## Task to complete
Every line below containing the word "MaxJump" should be found and copied.

## Data supplied
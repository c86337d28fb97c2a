/*! Inside-out construction of the onion frame.

The sender walks the path backwards. For each group it seals the current
body (the user payload for the innermost layer, the previous layer's bytes
otherwise) together with the next-hop candidates, then makes the resulting
layer the body of the next iteration. Every relay of a group receives the
same set of next-hop candidates because the sender cannot know which decoy
the network will drop.
*/

use dor_binary_io::ToBytes;
use dor_crypto::{encrypt, gen_nonce, TAG_SIZE};

use thiserror::Error;

use super::layer::{cipher_text_len_mask16, OnionLayer, FIXED_HEADER_SIZE};
use super::layer_ciphered::{OnionLayerCiphered, INNER_METADATA_FIXED_SIZE};
use super::wrapped_key::{build_wrapped_keys, WrapKeysError, MAX_WRAPPED_KEYS};
use super::ONION_PACKET_SIZE;
use crate::crypto_group::CryptoGroup;
use crate::endpoint::Endpoint;

/// Maximum number of groups in a path.
pub const MAX_JUMP: usize = 5;

/// Errors of [`build_onion`].
#[derive(Clone, Debug, Eq, Error, PartialEq)]
pub enum BuildOnionError {
    #[error("path cannot be empty")]
    EmptyPath,
    #[error("max jump value is {max}", max = MAX_JUMP)]
    MaxJump,
    #[error("payload too large: {len} bytes (max allowed with this path: {max})")]
    PayloadTooLarge { len: usize, max: usize },
    #[error("too many relays in group: {0} (max {max})", max = MAX_WRAPPED_KEYS)]
    TooManyRelays(usize),
    #[error("onion layer sealing failed")]
    Seal,
    #[error("inner content serialization failed")]
    Serialize,
}

impl From<WrapKeysError> for BuildOnionError {
    fn from(error: WrapKeysError) -> BuildOnionError {
        match error {
            WrapKeysError::TooManyRelays(n) => BuildOnionError::TooManyRelays(n),
            WrapKeysError::Seal => BuildOnionError::Seal,
        }
    }
}

/// Worst-case bytes the nesting itself consumes for this path, computed
/// before construction: inner metadata and destination endpoint, plus for
/// every group the fixed header, the AEAD tag, the inner metadata and the
/// group's candidate endpoints.
pub fn compute_path_overhead(path: &[CryptoGroup], dest: &Endpoint) -> usize {
    let mut overhead = INNER_METADATA_FIXED_SIZE + dest.bytes_len();

    for group in path {
        overhead += FIXED_HEADER_SIZE + TAG_SIZE + INNER_METADATA_FIXED_SIZE;
        overhead += group
            .group
            .relays
            .iter()
            .map(|relay| relay.ep.bytes_len())
            .sum::<usize>();
    }

    overhead
}

/// Build the outermost onion layer for `payload` travelling through `path`
/// to `dest`. The caller pads the result to the frame size with
/// [`OnionLayer::bytes_padded`].
pub fn build_onion(
    dest: &Endpoint,
    path: &[CryptoGroup],
    payload: &[u8],
) -> Result<OnionLayer, BuildOnionError> {
    if path.is_empty() {
        return Err(BuildOnionError::EmptyPath);
    }
    if path.len() > MAX_JUMP {
        return Err(BuildOnionError::MaxJump);
    }

    let overhead = compute_path_overhead(path, dest);
    if overhead + payload.len() > ONION_PACKET_SIZE {
        return Err(BuildOnionError::PayloadTooLarge {
            len: payload.len(),
            max: ONION_PACKET_SIZE.saturating_sub(overhead),
        });
    }

    let mut current_body = payload.to_vec();
    let mut next_hops = vec![*dest];
    let mut is_last = true;
    let mut outer_layer = None;

    for group in path.iter().rev() {
        let ciphered = OnionLayerCiphered {
            last_server: is_last,
            next_hops,
            util_payload_length: current_body.len() as u16,
            payload: current_body,
        };

        let mut ciphered_buf = [0; ONION_PACKET_SIZE];
        let (_, ciphered_len) = ciphered
            .to_bytes((&mut ciphered_buf, 0))
            .map_err(|_| BuildOnionError::Serialize)?;
        let ciphered_bytes = &ciphered_buf[..ciphered_len];

        let payload_nonce = gen_nonce();
        let wrapped_keys = build_wrapped_keys(group)?;

        let expected_cipher_len = ciphered_len + TAG_SIZE;
        let mask16 = cipher_text_len_mask16(&group.cipher_key, &payload_nonce);
        let cipher_text_len_xor = (expected_cipher_len as u16) ^ mask16;

        // The header, XOR-encoded length included, is the AEAD associated
        // data, so it has to be final before sealing.
        let mut layer = OnionLayer {
            epk: group.epk,
            wrapped_keys,
            flags: 0x00,
            payload_nonce,
            cipher_text_len_xor,
            cipher_text: Vec::new(),
        };
        let aad = layer.header_bytes();
        layer.cipher_text = encrypt(&group.cipher_key, &payload_nonce, ciphered_bytes, &aad)
            .map_err(|_| BuildOnionError::Seal)?;

        next_hops = group.group.relays.iter().map(|relay| relay.ep).collect();
        is_last = false;
        current_body = layer.bytes();
        outer_layer = Some(layer);
    }

    Ok(outer_layer.expect("the path was checked to be non-empty"))
}

#[cfg(test)]
mod tests {
    use super::*;
    use crate::onion::wrapped_key::derive_wrapping_key;
    use crate::relay::{Relay, RelayGroup};
    use dor_binary_io::FromBytes;
    use dor_crypto::{clamp_scalar, decrypt, random_array, x25519, KEY_SIZE};
    use uuid::Uuid;

    struct TestRelay {
        relay: Relay,
        sk: [u8; KEY_SIZE],
    }

    fn make_relay(addr: &str) -> TestRelay {
        let sk = clamp_scalar(random_array());
        TestRelay {
            relay: Relay {
                ep: addr.parse().unwrap(),
                uuid: Uuid::new_v4(),
                pub_key: dor_crypto::derive_public_key(sk),
            },
            sk,
        }
    }

    fn make_path(groups: &[&[&TestRelay]]) -> Vec<CryptoGroup> {
        groups
            .iter()
            .map(|relays| {
                CryptoGroup::new(
                    RelayGroup::new(relays.iter().map(|r| r.relay.clone()).collect()).unwrap(),
                )
            })
            .collect()
    }

    /// Peel one layer the way a relay would, without the network.
    fn peel(frame: &[u8], relay: &TestRelay) -> OnionLayerCiphered {
        let mut layer = OnionLayer::parse(frame).unwrap();
        let wrapping_key = derive_wrapping_key(&x25519(relay.sk, layer.epk));
        let (_, session_key) = layer
            .wrapped_keys
            .iter()
            .filter_map(|wk| wk.open(&wrapping_key))
            .find(|(uuid, _)| *uuid == relay.relay.uuid)
            .expect("a wrapped key slot should open for the relay");

        layer.trim_cipher_text(&session_key).unwrap();
        let header = layer.header_bytes();
        let plaintext =
            decrypt(&session_key, &layer.payload_nonce, &layer.cipher_text, &header).unwrap();
        let (_, olc) = OnionLayerCiphered::from_bytes(&plaintext).unwrap();
        olc
    }

    #[test]
    fn empty_path_rejected() {
        let dest = "127.0.0.1:8080".parse().unwrap();
        let err = build_onion(&dest, &[], b"data").unwrap_err();
        assert_eq!(err, BuildOnionError::EmptyPath);
        assert_eq!(err.to_string(), "path cannot be empty");
    }

    #[test]
    fn path_longer_than_max_jump_rejected() {
        let dest = "127.0.0.1:8080".parse().unwrap();
        let relays: Vec<_> = (0..6)
            .map(|i| make_relay(&format!("10.0.0.{}:1000", i + 1)))
            .collect();
        let refs: Vec<&TestRelay> = relays.iter().collect();
        let slices: Vec<&[&TestRelay]> = refs.chunks(1).collect();
        let path = make_path(&slices);

        let err = build_onion(&dest, &path, b"data").unwrap_err();
        assert_eq!(err, BuildOnionError::MaxJump);
        assert_eq!(err.to_string(), "max jump value is 5");
    }

    #[test]
    fn single_hop_delivers_payload() {
        let relay = make_relay("[::1]:62503");
        let dest: Endpoint = "[::1]:8080".parse().unwrap();
        let path = make_path(&[&[&relay]]);

        let layer = build_onion(&dest, &path, b"ping").unwrap();
        let frame = layer.bytes_padded().unwrap();
        assert_eq!(frame.len(), ONION_PACKET_SIZE);

        let olc = peel(&frame, &relay);
        assert!(olc.last_server);
        assert!(olc.next_hops.is_empty());
        assert_eq!(olc.util_payload_length, 4);
        assert_eq!(&olc.payload[..olc.util_payload_length as usize], b"ping");
    }

    #[test]
    fn two_hops_reveal_only_the_next_group() {
        let first = make_relay("[::1]:62503");
        let second = make_relay("192.168.58.221:10");
        let dest: Endpoint = "8.8.8.8:63".parse().unwrap();
        let path = make_path(&[&[&first], &[&second]]);

        let payload = b"Who are you? Google?";
        let layer = build_onion(&dest, &path, payload).unwrap();
        let frame = layer.bytes_padded().unwrap();

        let olc1 = peel(&frame, &first);
        assert!(!olc1.last_server);
        assert_eq!(olc1.next_hops, vec![second.relay.ep]);

        // The inner body is itself a valid layer; a relay re-pads it before
        // forwarding.
        let inner = OnionLayer::parse(&olc1.payload).unwrap();
        let inner_frame = inner.bytes_padded().unwrap();
        assert_eq!(inner_frame.len(), ONION_PACKET_SIZE);

        let olc2 = peel(&inner_frame, &second);
        assert!(olc2.last_server);
        assert_eq!(&olc2.payload[..olc2.util_payload_length as usize], payload);
    }

    #[test]
    fn group_decoys_share_the_candidate_list() {
        let first_a = make_relay("10.0.0.1:1001");
        let group_b: Vec<_> = (0..3)
            .map(|i| make_relay(&format!("10.0.1.{}:2000", i + 1)))
            .collect();
        let dest: Endpoint = "[::1]:8080".parse().unwrap();
        let path = make_path(&[&[&first_a], &[&group_b[0], &group_b[1], &group_b[2]]]);

        let layer = build_onion(&dest, &path, b"x").unwrap();
        let frame = layer.bytes_padded().unwrap();

        let olc = peel(&frame, &first_a);
        let expected: Vec<_> = group_b.iter().map(|r| r.relay.ep).collect();
        assert_eq!(olc.next_hops, expected);

        // Every relay of the second group can open the inner frame.
        let inner = OnionLayer::parse(&olc.payload).unwrap();
        let inner_frame = inner.bytes_padded().unwrap();
        for relay in &group_b {
            let olc = peel(&inner_frame, relay);
            assert!(olc.last_server);
            assert_eq!(&olc.payload[..olc.util_payload_length as usize], b"x");
        }
    }

    #[test]
    fn max_path_length_peels_through() {
        let relays: Vec<_> = (0..5)
            .map(|i| make_relay(&format!("10.0.0.{}:1000", i + 1)))
            .collect();
        let dest: Endpoint = "[::1]:8080".parse().unwrap();
        let refs: Vec<&TestRelay> = relays.iter().collect();
        let slices: Vec<&[&TestRelay]> = refs.chunks(1).collect();
        let path = make_path(&slices);

        let layer = build_onion(&dest, &path, b"hello").unwrap();
        let mut frame = layer.bytes_padded().unwrap();

        for (i, relay) in relays.iter().enumerate() {
            assert_eq!(frame.len(), ONION_PACKET_SIZE);
            let olc = peel(&frame, relay);
            if i + 1 < relays.len() {
                assert!(!olc.last_server);
                assert_eq!(olc.next_hops, vec![relays[i + 1].relay.ep]);
                let inner = OnionLayer::parse(&olc.payload).unwrap();
                frame = inner.bytes_padded().unwrap();
            } else {
                assert!(olc.last_server);
                assert_eq!(&olc.payload[..olc.util_payload_length as usize], b"hello");
            }
        }
    }

    #[test]
    fn oversized_payload_rejected() {
        let relay = make_relay("10.0.0.1:1000");
        let dest: Endpoint = "[::1]:8080".parse().unwrap();
        let path = make_path(&[&[&relay]]);

        let payload = vec![0; ONION_PACKET_SIZE];
        let err = build_onion(&dest, &path, &payload).unwrap_err();
        assert!(matches!(err, BuildOnionError::PayloadTooLarge { .. }));
        assert!(err.to_string().contains("payload too large"));
    }

    #[test]
    fn payload_at_the_exact_limit_builds() {
        let relay = make_relay("10.0.0.1:1000");
        let dest: Endpoint = "[::1]:8080".parse().unwrap();
        let path = make_path(&[&[&relay]]);

        let overhead = compute_path_overhead(&path, &dest);
        let payload = vec![0x5a; ONION_PACKET_SIZE - overhead];
        let layer = build_onion(&dest, &path, &payload).unwrap();
        let frame = layer.bytes_padded().unwrap();
        assert_eq!(frame.len(), ONION_PACKET_SIZE);

        let err = build_onion(&dest, &path, &vec![0x5a; ONION_PACKET_SIZE - overhead + 1])
            .unwrap_err();
        assert_eq!(
            err,
            BuildOnionError::PayloadTooLarge {
                len: ONION_PACKET_SIZE - overhead + 1,
                max: ONION_PACKET_SIZE - overhead,
            }
        );
    }
}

## Solution for this problem
    MaxJump,
        return Err(BuildOnionError::MaxJump);
        assert_eq!(err, BuildOnionError::MaxJump);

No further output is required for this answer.